Data for this task below:

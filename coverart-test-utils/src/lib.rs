//! Test utilities for the coverart pipeline
//!
//! This crate provides mock fetchers, cover stores, and builders for
//! testing resolvers without touching the network.

pub mod builders;
pub mod mocks;

// Re-export commonly used types
pub use builders::{ArtworkBuilder, payloads};
pub use mocks::{MemoryCoverStore, MockFetcher};
//! Coverart CLI library
//!
//! Configuration, path management and the artwork service behind the
//! `coverart` binary.

pub mod config;
pub mod output;
pub mod paths;
pub mod service;
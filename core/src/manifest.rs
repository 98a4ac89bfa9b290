//! # Manifest Patching
//!
//! Attribute-level edits on the manifest tree and on style resources.
//!
//! Missing structural nodes are never fatal: the host project may lack the
//! element in some configurations, so the call logs a warning and reports
//! [`PatchOutcome::NodeMissing`] with the tree untouched.

use crate::ordered_set::OrderedSet;
use crate::outcome::PatchOutcome;
use crate::resources::{ensure_named_resource_with, ResourceMode, StyleNode};
use crate::xml::{XmlNode, XmlTree};
use indexmap::IndexMap;
use tracing::{debug, warn};

/// Namespace declaration key for manifest-merger directives.
pub const TOOLS_NAMESPACE_KEY: &str = "xmlns:tools";
/// Namespace URI for manifest-merger directives.
pub const TOOLS_NAMESPACE_URI: &str = "http://schemas.android.com/tools";
/// Attribute identifying components.
pub const ANDROID_NAME: &str = "android:name";
/// Merger directive listing attributes to override.
pub const TOOLS_REPLACE: &str = "tools:replace";
/// Activity configuration-change flags.
pub const CONFIG_CHANGES: &str = "android:configChanges";
/// Activity orientation lock.
pub const SCREEN_ORIENTATION: &str = "android:screenOrientation";
/// Multi-window / large screen support.
pub const RESIZEABLE_ACTIVITY: &str = "android:resizeableActivity";

const APPLICATION: &str = "application";
const ACTIVITY: &str = "activity";
const STYLE: &str = "style";
const ITEM: &str = "item";
const NAME: &str = "name";

/// Configuration changes an activity must handle itself to survive resizing,
/// folding and multi-window transitions without a restart.
pub const RESIZE_CONFIG_CHANGES: &[&str] = &[
    "orientation",
    "screenSize",
    "smallestScreenSize",
    "screenLayout",
    "density",
    "keyboard",
    "keyboardHidden",
    "navigation",
    "uiMode",
];

/// Adds `xmlns:tools` to the root element if absent.
pub fn ensure_tools_namespace(tree: &mut XmlTree) -> PatchOutcome {
    if tree.root.attributes.contains_key(TOOLS_NAMESPACE_KEY) {
        return PatchOutcome::AlreadyPresent;
    }
    tree.root.set_attr(TOOLS_NAMESPACE_KEY, TOOLS_NAMESPACE_URI);
    debug!("added {} to <{}>", TOOLS_NAMESPACE_KEY, tree.root.tag);
    PatchOutcome::applied()
}

/// Appends an overriding `<activity>` entry for a library activity.
///
/// Detection is by `android:name` only: an existing entry is never updated,
/// even if `overrides` differs from what it carries. The new element holds
/// `android:name`, the overrides in the supplied order, and `tools:replace`
/// listing the override keys comma-joined in that same order.
///
/// `android:name` and `tools:replace` are never taken from `overrides`:
/// the first identifies the entry on later runs, the second is derived.
pub fn override_activity(
    tree: &mut XmlTree,
    activity_name: &str,
    overrides: &IndexMap<String, String>,
) -> PatchOutcome {
    let Some(application) = application_mut(tree) else {
        return node_missing(APPLICATION.to_string());
    };

    if application
        .find_child(ACTIVITY, ANDROID_NAME, activity_name)
        .is_some()
    {
        return PatchOutcome::AlreadyPresent;
    }

    let mut activity = XmlNode::new(ACTIVITY).with_attr(ANDROID_NAME, activity_name);
    let mut replaced: Vec<&str> = Vec::new();
    for (key, value) in overrides {
        if key == ANDROID_NAME || key == TOOLS_REPLACE {
            warn!("ignoring reserved override '{}' for {}", key, activity_name);
            continue;
        }
        activity.set_attr(key.clone(), value.clone());
        replaced.push(key);
    }
    activity.set_attr(TOOLS_REPLACE, replaced.join(","));

    application.push_child(activity);
    debug!("added activity override for {}", activity_name);
    PatchOutcome::applied()
}

/// Merges `flags` into the activity's `android:configChanges`.
///
/// Existing flags keep their order; missing ones are appended in the order
/// given. The activity's orientation lock is dropped and it is marked
/// resizeable.
pub fn merge_config_changes<S: AsRef<str>>(
    tree: &mut XmlTree,
    activity_name: &str,
    flags: &[S],
) -> PatchOutcome {
    let Some(application) = application_mut(tree) else {
        return node_missing(APPLICATION.to_string());
    };
    let Some(activity) = application.find_child_mut(ACTIVITY, ANDROID_NAME, activity_name) else {
        return node_missing(format!("{} {}", ACTIVITY, activity_name));
    };

    let current = activity.attr(CONFIG_CHANGES).unwrap_or_default().to_string();
    let mut merged = OrderedSet::parse(&current, '|');
    merged.union_in_order(flags.iter().map(|f| f.as_ref()));
    let merged = merged.join("|");

    let mut changed = false;
    if merged != current && !merged.is_empty() {
        activity.set_attr(CONFIG_CHANGES, merged);
        changed = true;
    }
    if activity.remove_attr(SCREEN_ORIENTATION).is_some() {
        changed = true;
    }
    if activity.attr(RESIZEABLE_ACTIVITY) != Some("true") {
        activity.set_attr(RESIZEABLE_ACTIVITY, "true");
        changed = true;
    }

    if changed {
        debug!("merged configChanges on {}", activity_name);
        PatchOutcome::applied()
    } else {
        PatchOutcome::AlreadyPresent
    }
}

/// Adds `<item name="item_name">item_value</item>` to the named style.
///
/// An existing item is never overwritten.
pub fn ensure_style_item(
    tree: &mut XmlTree,
    style_name: &str,
    item_name: &str,
    item_value: &str,
) -> PatchOutcome {
    ensure_style_item_with(tree, style_name, item_name, item_value, ResourceMode::KeepExisting)
}

/// [`ensure_style_item`] with an explicit [`ResourceMode`].
pub fn ensure_style_item_with(
    tree: &mut XmlTree,
    style_name: &str,
    item_name: &str,
    item_value: &str,
    mode: ResourceMode,
) -> PatchOutcome {
    let Some(node) = tree.root.find_child_mut(STYLE, NAME, style_name) else {
        return node_missing(format!("{} {}", STYLE, style_name));
    };

    let mut style = StyleNode::read(node, ITEM);
    let outcome = ensure_named_resource_with(&mut style.items, item_name, item_value, mode);
    if outcome.changed() {
        style.items.write(node, ITEM);
        debug!("style {}: {} = {} ({})", style_name, item_name, item_value, outcome);
    }
    outcome
}

fn application_mut(tree: &mut XmlTree) -> Option<&mut XmlNode> {
    tree.root.child_mut(APPLICATION)
}

fn node_missing(node: String) -> PatchOutcome {
    warn!("<{}> not found, skipping", node);
    PatchOutcome::NodeMissing(node)
}

#[cfg(test)]
mod tests {
    use super::*;
    use serde_json::json;

    fn overrides() -> IndexMap<String, String> {
        let mut map = IndexMap::new();
        map.insert(SCREEN_ORIENTATION.to_string(), "unspecified".to_string());
        map.insert(RESIZEABLE_ACTIVITY.to_string(), "true".to_string());
        map
    }

    fn manifest_with_activity(config_changes: Option<&str>) -> XmlTree {
        let mut activity = XmlNode::new(ACTIVITY)
            .with_attr(ANDROID_NAME, ".MainActivity")
            .with_attr(SCREEN_ORIENTATION, "portrait");
        if let Some(value) = config_changes {
            activity.set_attr(CONFIG_CHANGES, value);
        }
        let mut application = XmlNode::new(APPLICATION);
        application.push_child(activity);
        let mut root = XmlNode::new("manifest");
        root.push_child(application);
        XmlTree::new(root)
    }

    #[test]
    fn test_tools_namespace_bootstrap() {
        let mut tree = XmlTree::new(XmlNode::new("manifest"));
        assert_eq!(ensure_tools_namespace(&mut tree), PatchOutcome::applied());
        assert_eq!(tree.root.attr(TOOLS_NAMESPACE_KEY), Some(TOOLS_NAMESPACE_URI));
        assert_eq!(ensure_tools_namespace(&mut tree), PatchOutcome::AlreadyPresent);
        assert_eq!(tree.root.attributes.len(), 1);
    }

    #[test]
    fn test_override_into_childless_application() {
        let mut tree = XmlTree::from_json(&json!({ "manifest": { "application": [ {} ] } }), "m").unwrap();
        let name = "com.vendor.sdk.ProxyActivity";

        let outcome = override_activity(&mut tree, name, &overrides());
        assert_eq!(outcome, PatchOutcome::applied());

        let application = &tree.root.children[0];
        let activities: Vec<_> = application.children_named(ACTIVITY).collect();
        assert_eq!(activities.len(), 1);
        let activity = activities[0];
        assert_eq!(activity.attr(ANDROID_NAME), Some(name));
        assert_eq!(activity.attr(SCREEN_ORIENTATION), Some("unspecified"));
        assert_eq!(activity.attr(RESIZEABLE_ACTIVITY), Some("true"));
        assert_eq!(
            activity.attr(TOOLS_REPLACE),
            Some("android:screenOrientation,android:resizeableActivity")
        );
    }

    #[test]
    fn test_override_is_name_idempotent() {
        let mut tree = manifest_with_activity(None);
        let name = "com.vendor.sdk.ProxyActivity";
        override_activity(&mut tree, name, &overrides());

        let mut other = IndexMap::new();
        other.insert(SCREEN_ORIENTATION.to_string(), "landscape".to_string());
        assert_eq!(
            override_activity(&mut tree, name, &other),
            PatchOutcome::AlreadyPresent
        );

        let application = &tree.root.children[0];
        let matching: Vec<_> = application
            .children_named(ACTIVITY)
            .filter(|a| a.attr(ANDROID_NAME) == Some(name))
            .collect();
        assert_eq!(matching.len(), 1);
        assert_eq!(matching[0].attr(SCREEN_ORIENTATION), Some("unspecified"));
    }

    #[test]
    fn test_reserved_override_keys_keep_name_identity() {
        let mut tree = XmlTree::from_json(&json!({ "manifest": { "application": [ {} ] } }), "m").unwrap();
        let mut reserved = overrides();
        reserved.insert(ANDROID_NAME.to_string(), ".Other".to_string());
        reserved.insert(TOOLS_REPLACE.to_string(), "android:theme".to_string());

        assert_eq!(override_activity(&mut tree, ".X", &reserved), PatchOutcome::applied());
        let once = tree.clone();
        assert_eq!(override_activity(&mut tree, ".X", &reserved), PatchOutcome::AlreadyPresent);
        assert_eq!(tree, once);

        let activities: Vec<_> = tree.root.children[0].children_named(ACTIVITY).collect();
        assert_eq!(activities.len(), 1);
        assert_eq!(activities[0].attr(ANDROID_NAME), Some(".X"));
        assert_eq!(
            activities[0].attr(TOOLS_REPLACE),
            Some("android:screenOrientation,android:resizeableActivity")
        );
    }

    #[test]
    fn test_override_without_application_is_noop() {
        let mut tree = XmlTree::new(XmlNode::new("manifest"));
        let before = tree.clone();
        assert_eq!(
            override_activity(&mut tree, ".X", &overrides()),
            PatchOutcome::NodeMissing("application".into())
        );
        assert_eq!(tree, before);
    }

    #[test]
    fn test_merge_config_changes_union_order() {
        let mut tree = manifest_with_activity(Some("orientation|screenSize"));
        let outcome = merge_config_changes(
            &mut tree,
            ".MainActivity",
            &["screenSize", "density", "keyboard"],
        );
        assert_eq!(outcome, PatchOutcome::applied());

        let activity = &tree.root.children[0].children[0];
        assert_eq!(
            activity.attr(CONFIG_CHANGES),
            Some("orientation|screenSize|density|keyboard")
        );
        assert_eq!(activity.attr(SCREEN_ORIENTATION), None);
        assert_eq!(activity.attr(RESIZEABLE_ACTIVITY), Some("true"));

        let again = merge_config_changes(
            &mut tree,
            ".MainActivity",
            &["screenSize", "density", "keyboard"],
        );
        assert_eq!(again, PatchOutcome::AlreadyPresent);
    }

    #[test]
    fn test_merge_config_changes_cleans_existing_value() {
        let mut tree = manifest_with_activity(Some("keyboard||keyboard|"));
        merge_config_changes(&mut tree, ".MainActivity", &["uiMode"]);
        let activity = &tree.root.children[0].children[0];
        assert_eq!(activity.attr(CONFIG_CHANGES), Some("keyboard|uiMode"));
    }

    #[test]
    fn test_merge_config_changes_missing_activity() {
        let mut tree = manifest_with_activity(None);
        let outcome = merge_config_changes(&mut tree, ".Other", RESIZE_CONFIG_CHANGES);
        assert!(outcome.is_miss());
    }

    #[test]
    fn test_style_item_presence_only() {
        let mut tree = XmlTree::from_json(
            &json!({ "resources": { "style": [
                { "$": { "name": "AppTheme", "parent": "Theme.AppCompat" },
                  "item": [ { "$": { "name": "android:windowBackground" }, "_": "@color/bg" } ] }
            ] } }),
            "styles",
        )
        .unwrap();

        assert_eq!(
            ensure_style_item(&mut tree, "AppTheme", "android:windowBackground", "@color/other"),
            PatchOutcome::AlreadyPresent
        );
        assert_eq!(
            ensure_style_item(&mut tree, "AppTheme", "android:windowIsTranslucent", "true"),
            PatchOutcome::applied()
        );
        assert_eq!(
            ensure_style_item(&mut tree, "Missing", "x", "y"),
            PatchOutcome::NodeMissing("style Missing".into())
        );

        let style = &tree.root.children[0];
        let items: Vec<_> = style
            .children_named("item")
            .map(|i| (i.attr("name").unwrap(), i.text.as_deref().unwrap()))
            .collect();
        assert_eq!(
            items,
            vec![
                ("android:windowBackground", "@color/bg"),
                ("android:windowIsTranslucent", "true")
            ]
        );
        assert_eq!(style.attr("parent"), Some("Theme.AppCompat"));
    }
}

End of Data for this task.

Give again exactly, and only, the lines above starting at the one with "the coverart pipeline" and ending at the one with "may lack the".

//! Test utilities for the coverart pipeline
//!
//! This crate provides mock fetchers, cover stores, and builders for
//! testing resolvers without touching the network.

pub mod builders;
pub mod mocks;

// Re-export commonly used types
pub use builders::{ArtworkBuilder, payloads};
pub use mocks::{MemoryCoverStore, MockFetcher};
//! Coverart CLI library
//!
//! Configuration, path management and the artwork service behind the
//! `coverart` binary.

pub mod config;
pub mod output;
pub mod paths;
pub mod service;
filename core/src/manifest.rs
repository 98a4ac89bfa9b290
//! # Manifest Patching
//!
//! Attribute-level edits on the manifest tree and on style resources.
//!
//! Missing structural nodes are never fatal: the host project may lack the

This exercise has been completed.